First, don't provide configuration switches for what you can reliably detect automatically. This is a surprisingly common mistake. Instead, look for ways to eliminate configuration switches by autodetection, or by trying alternative methods at runtime until one succeeds. If this strikes you as inelegant or too expensive, ask yourself if you haven't fallen into premature optimization.

One of the nicest examples of autodetection I experienced was when Dennis Ritchie and I were porting Unix to the Interdata 8/32. This was a big-endian machine, and we had to generate data for that machine on a PDP-11, write a magnetic tape, and then load the magnetic tape on the Interdata. A common error was to forget to twiddle the byte order; a checksum error showed you that you had to unmount, remount again on the PDP-11, regenerate the tape, unmount, and remount. Then one day Dennis hacked the Interdata tape reader program so that if it got a checksum error it rewound the tape, toggled ‘byte flip’ switch and reread it. A second checksum error would kill the load, but 99% of the time it just read the tape and did the right thing. Our productivity shot up, and we pretty much ignored tape byte order from that point on.

-- Steve Johnson

A good rule of thumb is this: Be adaptive unless doing so costs you 0.7 seconds or more of latency. 0.7 seconds is a magic number because, as Jef Raskin discovered while designing the Canon Cat, humans are almost incapable of noticing startup latency shorter than that; it gets lost in the mental overhead of changing the focus of attention.

Second, users should not see optimization switches. As a designer, it's your job to make the program run economically, not the user's. The marginal gains in performance that a user might collect from optimization switches are usually not worth the interface-complexity cost.

File-format nonsense (record length, blocking factor, etc) was blessedly eschewed by Unix, but the same kind of thing has roared back in excess configuration goo. KISS became MICAHI: make it complicated and hide it.

-- Doug McIlroy

Finally, don't do with a configuration switch what can be done with a script wrapper or a trivial pipeline. Don't put complexity inside your program when you can easily enlist other programs to help get the work done. (Recall our discussion in Chapter═7 of why ls(1) does not have a built-in pager, or an option to invoke it).

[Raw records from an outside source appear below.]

//! JSON file adapter: one `<collection>.json` array per collection.

use super::{records_from_document, CollectionStore, Record, StorageError};
use async_trait::async_trait;
use std::io::ErrorKind;
use std::path::{Path, PathBuf};
use tokio::fs;
use tracing::{debug, warn};

/// Stores each collection as a pretty-printed JSON array under a root directory.
///
/// Writes go through a sibling `.tmp` file that is renamed over the target, so a crash
/// mid-write leaves the previous snapshot intact.
#[derive(Debug, Clone)]
pub struct JsonFileStore {
    root: PathBuf,
}

impl JsonFileStore {
    pub fn new(root: impl Into<PathBuf>) -> Self {
        Self { root: root.into() }
    }

    pub fn root(&self) -> &Path {
        &self.root
    }

    /// Location of a collection's backing file.
    pub fn path_for(&self, collection: &str) -> PathBuf {
        self.root.join(format!("{collection}.json"))
    }
}

#[async_trait]
impl CollectionStore for JsonFileStore {
    async fn load(&self, collection: &str) -> Vec<Record> {
        let path = self.path_for(collection);
        let text = match fs::read_to_string(&path).await {
            Ok(text) => text,
            Err(e) if e.kind() == ErrorKind::NotFound => {
                debug!(collection, path = %path.display(), "No backing file yet");
                return Vec::new();
            }
            Err(e) => {
                warn!(collection, path = %path.display(), error = %e, "Error reading JSON file");
                return Vec::new();
            }
        };

        let text = text.trim();
        if text.is_empty() {
            return Vec::new();
        }

        match serde_json::from_str(text) {
            Ok(document) => records_from_document(collection, document),
            Err(e) => {
                warn!(collection, path = %path.display(), error = %e, "Error parsing JSON file");
                Vec::new()
            }
        }
    }

    async fn save(&self, collection: &str, records: &[Record]) -> Result<(), StorageError> {
        let path = self.path_for(collection);
        let payload =
            serde_json::to_vec_pretty(records).map_err(|source| StorageError::Serialize {
                collection: collection.to_string(),
                source,
            })?;
        atomic_write(&path, &payload).await?;
        debug!(collection, path = %path.display(), records = records.len(), "Saved");
        Ok(())
    }
}

/// Writes `content` to a temp file next to `target`, then renames it into place.
async fn atomic_write(target: &Path, content: &[u8]) -> Result<(), StorageError> {
    if let Some(parent) = target.parent() {
        fs::create_dir_all(parent).await.map_err(io_error(parent))?;
    }

    let temp = target.with_extension("json.tmp");
    fs::write(&temp, content).await.map_err(io_error(&temp))?;
    fs::rename(&temp, target).await.map_err(io_error(target))?;
    Ok(())
}

fn io_error(path: &Path) -> impl FnOnce(std::io::Error) -> StorageError {
    let path = path.to_path_buf();
    move |source| StorageError::Io { path, source }
}

#[cfg(test)]
mod tests {
    use super::*;
    use serde_json::{json, Value};
    use tempfile::TempDir;

    fn record(value: Value) -> Record {
        match value {
            Value::Object(map) => map,
            _ => panic!("expected object"),
        }
    }

    #[tokio::test]
    async fn test_load_missing_file_returns_empty() {
        let dir = TempDir::new().unwrap();
        let store = JsonFileStore::new(dir.path());

        assert!(store.load("nope").await.is_empty());
    }

    #[tokio::test]
    async fn test_save_and_load_roundtrip() {
        let dir = TempDir::new().unwrap();
        let store = JsonFileStore::new(dir.path());
        let records = vec![
            record(json!({"hotel_id": "H2", "name": "Norte", "rooms_total": 3, "rooms_available": 1})),
            record(json!({"hotel_id": "H1", "name": "Sur", "rooms_total": 5, "rooms_available": 5})),
        ];

        store.save("hotels", &records).await.unwrap();

        assert_eq!(store.load("hotels").await, records);
    }

    #[tokio::test]
    async fn test_load_empty_file_returns_empty() {
        let dir = TempDir::new().unwrap();
        let store = JsonFileStore::new(dir.path());
        std::fs::write(store.path_for("customers"), "  \n").unwrap();

        assert!(store.load("customers").await.is_empty());
    }

    #[tokio::test]
    async fn test_load_invalid_json_returns_empty() {
        let dir = TempDir::new().unwrap();
        let store = JsonFileStore::new(dir.path());
        std::fs::write(store.path_for("customers"), "{ bad json").unwrap();

        assert!(store.load("customers").await.is_empty());
    }

    #[tokio::test]
    async fn test_save_creates_missing_directories() {
        let dir = TempDir::new().unwrap();
        let store = JsonFileStore::new(dir.path().join("nested").join("data"));

        store
            .save("customers", &[record(json!({"customer_id": "C1", "name": "Ana"}))])
            .await
            .unwrap();

        assert!(store.path_for("customers").exists());
    }

    #[tokio::test]
    async fn test_no_tmp_files_after_save() {
        let dir = TempDir::new().unwrap();
        let store = JsonFileStore::new(dir.path());

        store.save("customers", &[]).await.unwrap();

        let leftovers = std::fs::read_dir(dir.path())
            .unwrap()
            .filter_map(|e| e.ok())
            .filter(|e| e.file_name().to_string_lossy().ends_with(".tmp"))
            .count();
        assert_eq!(leftovers, 0);
    }

    #[tokio::test]
    async fn test_save_fails_when_root_is_a_file() {
        let dir = TempDir::new().unwrap();
        let blocker = dir.path().join("blocker");
        std::fs::write(&blocker, "not a directory").unwrap();
        let store = JsonFileStore::new(&blocker);

        let result = store.save("customers", &[]).await;

        assert!(matches!(result, Err(StorageError::Io { .. })));
    }
}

Here are some more general questions to consider whenever you find yourself thinking about adding a configuration option:

  • Can I leave this feature out? Why am I fattening the manual and burdening the user?
  • Could the program's normal behavior be changed in an innocuous way that would make the option unnecessary?
  • Is this option merely cosmetic? Should I be thinking less about how to make the user interface configurable and more about how to make it right?
  • Should the behavior enabled by this option be a separate program instead?

Proliferating unnecessary options has many bad effects. One of the subtlest but most serious is what it will do to your test coverage.

Unless it is done very carefully, the addition of an on/off configuration option can lead to a need to double the amount of testing. Since in practice one never does double the amount of testing, the practical effect is to reduce the amount of testing that any given configuration receives. Ten options leads to 1024 times as much testing, and pretty soon you are talking real reliability problems.